■ YOUR ASSIGNMENT: All of the data that follows needs to be printed again, exactly as it reads.

■ MATERIAL FOR THIS TASK:
__________
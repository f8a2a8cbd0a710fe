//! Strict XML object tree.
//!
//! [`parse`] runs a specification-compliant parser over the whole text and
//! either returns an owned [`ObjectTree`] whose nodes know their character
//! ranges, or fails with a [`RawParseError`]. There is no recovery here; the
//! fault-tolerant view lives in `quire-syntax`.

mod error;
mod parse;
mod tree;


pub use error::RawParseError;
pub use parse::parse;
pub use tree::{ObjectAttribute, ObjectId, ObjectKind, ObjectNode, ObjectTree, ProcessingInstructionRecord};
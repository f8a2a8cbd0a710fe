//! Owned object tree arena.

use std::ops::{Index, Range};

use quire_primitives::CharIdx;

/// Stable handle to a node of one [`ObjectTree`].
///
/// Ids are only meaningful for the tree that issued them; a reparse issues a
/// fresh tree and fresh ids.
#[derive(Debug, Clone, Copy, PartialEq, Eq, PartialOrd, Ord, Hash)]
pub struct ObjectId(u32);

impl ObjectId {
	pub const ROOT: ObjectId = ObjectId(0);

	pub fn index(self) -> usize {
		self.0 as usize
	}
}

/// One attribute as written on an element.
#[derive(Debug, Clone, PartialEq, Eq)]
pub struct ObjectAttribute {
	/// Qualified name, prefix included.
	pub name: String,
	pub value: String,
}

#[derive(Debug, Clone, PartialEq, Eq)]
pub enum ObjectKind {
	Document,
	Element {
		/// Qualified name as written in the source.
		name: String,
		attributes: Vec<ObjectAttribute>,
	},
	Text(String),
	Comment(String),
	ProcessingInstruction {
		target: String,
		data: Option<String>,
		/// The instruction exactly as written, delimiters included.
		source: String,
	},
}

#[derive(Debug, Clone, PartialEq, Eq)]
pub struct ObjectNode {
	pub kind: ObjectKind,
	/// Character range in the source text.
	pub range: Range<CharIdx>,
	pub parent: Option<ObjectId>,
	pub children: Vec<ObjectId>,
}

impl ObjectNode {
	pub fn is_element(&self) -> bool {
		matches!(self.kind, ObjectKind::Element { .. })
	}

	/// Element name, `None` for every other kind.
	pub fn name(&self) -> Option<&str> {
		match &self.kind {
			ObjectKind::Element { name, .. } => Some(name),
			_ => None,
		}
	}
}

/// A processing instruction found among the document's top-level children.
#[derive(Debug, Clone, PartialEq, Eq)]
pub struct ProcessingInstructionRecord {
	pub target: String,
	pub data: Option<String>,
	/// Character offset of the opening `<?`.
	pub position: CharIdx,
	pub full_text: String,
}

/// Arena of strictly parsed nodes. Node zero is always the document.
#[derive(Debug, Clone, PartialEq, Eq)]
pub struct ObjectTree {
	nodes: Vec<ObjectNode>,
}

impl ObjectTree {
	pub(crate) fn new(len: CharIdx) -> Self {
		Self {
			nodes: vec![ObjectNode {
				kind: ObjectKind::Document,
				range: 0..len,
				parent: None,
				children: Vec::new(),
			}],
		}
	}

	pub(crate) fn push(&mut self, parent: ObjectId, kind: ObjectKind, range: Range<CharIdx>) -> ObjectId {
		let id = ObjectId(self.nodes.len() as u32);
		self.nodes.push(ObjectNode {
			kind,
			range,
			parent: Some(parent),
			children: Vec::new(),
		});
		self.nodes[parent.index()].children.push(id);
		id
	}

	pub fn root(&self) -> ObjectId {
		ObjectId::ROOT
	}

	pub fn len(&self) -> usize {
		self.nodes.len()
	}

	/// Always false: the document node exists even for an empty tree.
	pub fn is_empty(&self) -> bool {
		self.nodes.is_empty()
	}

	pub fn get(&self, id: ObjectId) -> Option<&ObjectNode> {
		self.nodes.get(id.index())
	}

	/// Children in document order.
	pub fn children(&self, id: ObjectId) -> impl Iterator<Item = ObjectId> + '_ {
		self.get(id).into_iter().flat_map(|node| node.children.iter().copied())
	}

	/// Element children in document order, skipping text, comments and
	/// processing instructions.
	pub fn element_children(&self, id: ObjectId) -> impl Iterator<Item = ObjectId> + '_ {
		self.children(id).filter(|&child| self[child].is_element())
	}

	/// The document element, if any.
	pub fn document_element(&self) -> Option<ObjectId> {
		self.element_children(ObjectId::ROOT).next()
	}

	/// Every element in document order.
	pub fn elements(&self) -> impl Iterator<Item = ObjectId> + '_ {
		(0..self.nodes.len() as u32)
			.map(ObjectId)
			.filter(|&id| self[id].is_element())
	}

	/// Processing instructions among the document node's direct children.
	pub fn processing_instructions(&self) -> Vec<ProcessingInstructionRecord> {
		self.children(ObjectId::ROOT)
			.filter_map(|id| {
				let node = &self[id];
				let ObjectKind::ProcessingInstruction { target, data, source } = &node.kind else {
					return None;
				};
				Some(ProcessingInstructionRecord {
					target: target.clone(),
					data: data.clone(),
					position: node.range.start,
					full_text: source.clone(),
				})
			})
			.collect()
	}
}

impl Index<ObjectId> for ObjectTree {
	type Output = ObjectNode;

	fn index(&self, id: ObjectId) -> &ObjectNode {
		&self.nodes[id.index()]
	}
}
__________
■ ANSWER TO THE EXERCISE:
repository f8a2a8cbd0a710fe
//! Strict XML object tree.
//!
//! [`parse`] runs a specification-compliant parser over the whole text and
//! either returns an owned [`ObjectTree`] whose nodes know their character
//! ranges, or fails with a [`RawParseError`]. There is no recovery here; the
//! fault-tolerant view lives in `quire-syntax`.

mod error;
mod parse;
mod tree;


pub use error::RawParseError;
pub use parse::parse;
pub use tree::{ObjectAttribute, ObjectId, ObjectKind, ObjectNode, ObjectTree, ProcessingInstructionRecord};
repository f8a2a8cbd0a710fe
//! Owned object tree arena.

use std::ops::{Index, Range};

use quire_primitives::CharIdx;

/// Stable handle to a node of one [`ObjectTree`].
///
/// Ids are only meaningful for the tree that issued them; a reparse issues a
/// fresh tree and fresh ids.
#[derive(Debug, Clone, Copy, PartialEq, Eq, PartialOrd, Ord, Hash)]
pub struct ObjectId(u32);

impl ObjectId {
	pub const ROOT: ObjectId = ObjectId(0);

	pub fn index(self) -> usize {
		self.0 as usize
	}
}

/// One attribute as written on an element.
#[derive(Debug, Clone, PartialEq, Eq)]
pub struct ObjectAttribute {
	/// Qualified name, prefix included.
	pub name: String,
	pub value: String,
}

#[derive(Debug, Clone, PartialEq, Eq)]
pub enum ObjectKind {
	Document,
	Element {
		/// Qualified name as written in the source.
		name: String,
		attributes: Vec<ObjectAttribute>,
	},
	Text(String),
	Comment(String),
	ProcessingInstruction {
		target: String,
		data: Option<String>,
		/// The instruction exactly as written, delimiters included.
		source: String,
	},
}

#[derive(Debug, Clone, PartialEq, Eq)]
pub struct ObjectNode {
	pub kind: ObjectKind,
	/// Character range in the source text.
	pub range: Range<CharIdx>,
	pub parent: Option<ObjectId>,
	pub children: Vec<ObjectId>,
}

impl ObjectNode {
	pub fn is_element(&self) -> bool {
		matches!(self.kind, ObjectKind::Element { .. })
	}

	/// Element name, `None` for every other kind.
	pub fn name(&self) -> Option<&str> {
		match &self.kind {
			ObjectKind::Element { name, .. } => Some(name),
			_ => None,
		}
	}
}

/// A processing instruction found among the document's top-level children.
#[derive(Debug, Clone, PartialEq, Eq)]
pub struct ProcessingInstructionRecord {
	pub target: String,
	pub data: Option<String>,
	/// Character offset of the opening `<?`.
	pub position: CharIdx,
	pub full_text: String,
}

/// Arena of strictly parsed nodes. Node zero is always the document.
#[derive(Debug, Clone, PartialEq, Eq)]
pub struct ObjectTree {
	nodes: Vec<ObjectNode>,
}

impl ObjectTree {
	pub(crate) fn new(len: CharIdx) -> Self {
		Self {
			nodes: vec![ObjectNode {
				kind: ObjectKind::Document,
				range: 0..len,
				parent: None,
				children: Vec::new(),
			}],
		}
	}

	pub(crate) fn push(&mut self, parent: ObjectId, kind: ObjectKind, range: Range<CharIdx>) -> ObjectId {
		let id = ObjectId(self.nodes.len() as u32);
		self.nodes.push(ObjectNode {
			kind,
			range,
			parent: Some(parent),
			children: Vec::new(),
		});
		self.nodes[parent.index()].children.push(id);
		id
	}

	pub fn root(&self) -> ObjectId {
		ObjectId::ROOT
	}

	pub fn len(&self) -> usize {
		self.nodes.len()
	}

	/// Always false: the document node exists even for an empty tree.
	pub fn is_empty(&self) -> bool {
		self.nodes.is_empty()
	}

	pub fn get(&self, id: ObjectId) -> Option<&ObjectNode> {
		self.nodes.get(id.index())
	}

	/// Children in document order.
	pub fn children(&self, id: ObjectId) -> impl Iterator<Item = ObjectId> + '_ {
		self.get(id).into_iter().flat_map(|node| node.children.iter().copied())
	}

	/// Element children in document order, skipping text, comments and
	/// processing instructions.
	pub fn element_children(&self, id: ObjectId) -> impl Iterator<Item = ObjectId> + '_ {
		self.children(id).filter(|&child| self[child].is_element())
	}

	/// The document element, if any.
	pub fn document_element(&self) -> Option<ObjectId> {
		self.element_children(ObjectId::ROOT).next()
	}

	/// Every element in document order.
	pub fn elements(&self) -> impl Iterator<Item = ObjectId> + '_ {
		(0..self.nodes.len() as u32)
			.map(ObjectId)
			.filter(|&id| self[id].is_element())
	}

	/// Processing instructions among the document node's direct children.
	pub fn processing_instructions(&self) -> Vec<ProcessingInstructionRecord> {
		self.children(ObjectId::ROOT)
			.filter_map(|id| {
				let node = &self[id];
				let ObjectKind::ProcessingInstruction { target, data, source } = &node.kind else {
					return None;
				};
				Some(ProcessingInstructionRecord {
					target: target.clone(),
					data: data.clone(),
					position: node.range.start,
					full_text: source.clone(),
				})
			})
			.collect()
	}
}

impl Index<ObjectId> for ObjectTree {
	type Output = ObjectNode;

	fn index(&self, id: ObjectId) -> &ObjectNode {
		&self.nodes[id.index()]
	}
}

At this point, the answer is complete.